O passeio em frente ao serviço de urgências do Hospital Geral de Santo António é uma das zonas mais frequentadas por estes grupos de formação mais ou menos espontânea. De vez em quando aparece alguém nunca antes visto. Ainda no sábado anterior por ali andara “um inglês a dar água”.

Tantas vezes “Caló” acaba de comer na Rua Dr. Alberto Aires de Gouveia e forma fila um pouco acima, na rua do Rosário ou no Jardim do Carregal. Não é caso único. Muitos o fazem. E nem constam na lista de 1377 pessoas em situação de sem-abrigo – 200 a 300 dos quais a dormir ao relento ou em prédios devolutos.

A fila dos que esperam por comida pode ter mais de cem pessoas. Há quem tenha habitação e vá engrossá-la. Por vezes, trazem crianças. No sábado, ali, no jardim do Carregal, comem 150 pessoas. Uns ainda estão a servir aí e já pára outro grupo na Rua Dr. Alberto Aires de Gouveia. Depois da meia-noite.

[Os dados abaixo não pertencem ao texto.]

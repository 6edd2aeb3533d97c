use anyhow::Result;
use async_trait::async_trait;
use std::time::Duration;

/// Executes opaque CQL statements against the target keyspace
#[async_trait]
pub trait CqlSession: Send + Sync {
    /// Run one statement. `timeout` bounds the request when given.
    async fn execute(&self, statement: &str, timeout: Option<Duration>) -> Result<()>;
}
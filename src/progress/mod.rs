pub mod migration_reporter;

pub use migration_reporter::{MigrationReporter, format_duration};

Por vezes, espera-se em vão
Liliana, 30 anos, sobressai na fila nesta noite. Está grávida de oito meses e meio. A menos que a mãe dela lhe ofereça comida, põe-se ali, com o namorado, primeiro numa fila, depois noutra. Já lhe aconteceu esperar em vão. “Fiquei aqui um ror de tempo à espera e não apareceu ninguém.”

O que preocupa voluntários como Fátima Lopes, da GAS-Porto, não é haver zonas nas quais param grupos na mesma noite, à mesma hora, a distribuir comida; é haver zonas de sem-abrigo que ficam sem distribuição de bens alimentares grande parte da semana. Falar de sobreposição, neste contexto, até lhe parece complicado, uma vez que uns levam sopa, outros prato principal, outros kits que as pessoas podem guardar para o pequeno-almoço ou para o lanche do dia seguinte.

O levantamento está a suscitar debate dentro do NPISA, coordenado por uma equipa técnica da Segurança Social. Um grupo, o ASA, já decidiu deixar de distribuir comida na rua e assumir outras tarefas – aliou-se ao Grupo dos Amigos da Rua para fazer a contagem de pessoas que dormem ao relento.

Nas reuniões com a Plataforma das Organizações Voluntárias, já todos ouviram a coordenadora perguntar-se se não será por haver tantos voluntários a distribuir comida na rua que há tanta gente a comer na rua; se não será por haver tantos voluntários a distribuir comida na rua que os técnicos não integram aquelas pessoas nos diversos refeitórios que existem pela cidade.

A partir daquele conjunto de mapas, qualquer membro do NPISA poderá apresentar propostas. Para já, fala-se em encontrar formas de as pessoas que vivem na rua poderem fazer as suas refeições num lugar abrigado, reservado dos olhares de quem passa, e não na rua, de pé, com a tigela na mão. Através de um sistema de escala, as organizações de voluntários poderiam fazer a distribuição dos alimentos que iam angariando. Mas admite-se, sobretudo, a necessidade de articulação entre os diversos grupos para que não haja desperdício nuns dias e míngua noutros.